= Requirement =
Please retype the listing below exactly, from its opening line through the line where "use super::Forward;" appears.

= Provided entries =
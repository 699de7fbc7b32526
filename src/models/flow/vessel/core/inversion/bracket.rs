use std::mem;

use uom::si::{
    area::square_meter,
    f64::{Area, Time},
    time::second,
};

use crate::models::flow::vessel::core::{
    BracketingError, BracketingKind, EventSink, SolveError, SolveEvent,
};

use super::Forward;

/// An area bracket and the transfer times at its ends.
///
/// While searching, `time_low ≥ target ≥ time_high`. Time falls as area grows,
/// so `area_low < area_high` unless the ends had to be swapped.
#[derive(Debug, Clone, Copy, PartialEq)]
pub(crate) struct Bracket {
    pub(crate) area_low: f64,
    pub(crate) area_high: f64,
    pub(crate) time_low: f64,
    pub(crate) time_high: f64,
    pub(crate) expansions: usize,
}

impl Bracket {
    pub(crate) fn error(&self, kind: BracketingKind, target: f64) -> SolveError {
        BracketingError {
            kind,
            area_low: Area::new::<square_meter>(self.area_low),
            area_high: Area::new::<square_meter>(self.area_high),
            time_low: Time::new::<second>(self.time_low),
            time_high: Time::new::<second>(self.time_high),
            target: Time::new::<second>(target),
            expansions: self.expansions,
        }
        .into()
    }

    /// Area ends in ascending order.
    pub(crate) fn ordered(&self) -> [f64; 2] {
        [
            self.area_low.min(self.area_high),
            self.area_low.max(self.area_high),
        ]
    }
}

/// Builds a bracket holding `target`, widening it a decade per side at most
/// `max_expansions` times. The upper area never exceeds `ceiling`.
pub(crate) fn establish(
    forward: &Forward<'_>,
    start: [f64; 2],
    ceiling: f64,
    max_expansions: usize,
    target: f64,
    sink: &mut impl EventSink,
) -> Result<Bracket, SolveError> {
    let [mut area_low, mut area_high] = start;
    let mut expansions = 0;

    loop {
        area_high = area_high.min(ceiling);

        let mut bracket = Bracket {
            area_low,
            area_high,
            time_low: forward.time(area_low)?,
            time_high: forward.time(area_high)?,
            expansions,
        };

        if !bracket.time_low.is_finite() || !bracket.time_high.is_finite() {
            return Err(bracket.error(BracketingKind::NonFiniteEndpoints, target));
        }

        if bracket.time_low < bracket.time_high {
            mem::swap(&mut bracket.area_low, &mut bracket.area_high);
            mem::swap(&mut bracket.time_low, &mut bracket.time_high);
            sink.emit(&SolveEvent::BracketSwapped {
                area_low: Area::new::<square_meter>(bracket.area_low),
                area_high: Area::new::<square_meter>(bracket.area_high),
            });
        }

        if bracket.time_high <= target && target <= bracket.time_low {
            sink.emit(&SolveEvent::Bracketed {
                area_low: Area::new::<square_meter>(bracket.area_low),
                area_high: Area::new::<square_meter>(bracket.area_high),
                time_low: Time::new::<second>(bracket.time_low),
                time_high: Time::new::<second>(bracket.time_high),
                expansions,
            });
            return Ok(bracket);
        }

        if expansions >= max_expansions {
            return Err(bracket.error(BracketingKind::NotBracketed, target));
        }

        let [low, high] = bracket.ordered();
        area_low = low / 10.0;
        area_high = (high * 10.0).min(ceiling);
        expansions += 1;

        sink.emit(&SolveEvent::BracketExpanded {
            expansions,
            area_low: Area::new::<square_meter>(area_low),
            area_high: Area::new::<square_meter>(area_high),
        });
    }
}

= Task result =
repository 699de7fbc7b32526
filename src/models/flow/vessel/core/inversion/bracket.rs
use std::mem;

use uom::si::{
    area::square_meter,
    f64::{Area, Time},
    time::second,
};

use crate::models::flow::vessel::core::{
    BracketingError, BracketingKind, EventSink, SolveError, SolveEvent,
};

use super::Forward;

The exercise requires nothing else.